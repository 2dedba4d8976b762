pub mod bid_repository;
pub mod connection;
pub mod error;
pub mod job_repository;
pub mod memory;
pub mod migrations;
pub mod models;
pub mod postgres;
pub mod store;

pub use error::StoreError;
pub use memory::MemoryStore;
pub use postgres::PgStore;
pub use store::{BidStore, JobStore, Store};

━━━━━━

▶ [Work to be completed]:
Go to the line in the listing above that has "pub mod migrations;" in it. Set down that line and each one after it, exactly.

▶ [Written reply]:
pub mod migrations;
pub mod models;
pub mod postgres;
pub mod store;

pub use error::StoreError;
pub use memory::MemoryStore;
pub use postgres::PgStore;
pub use store::{BidStore, JobStore, Store};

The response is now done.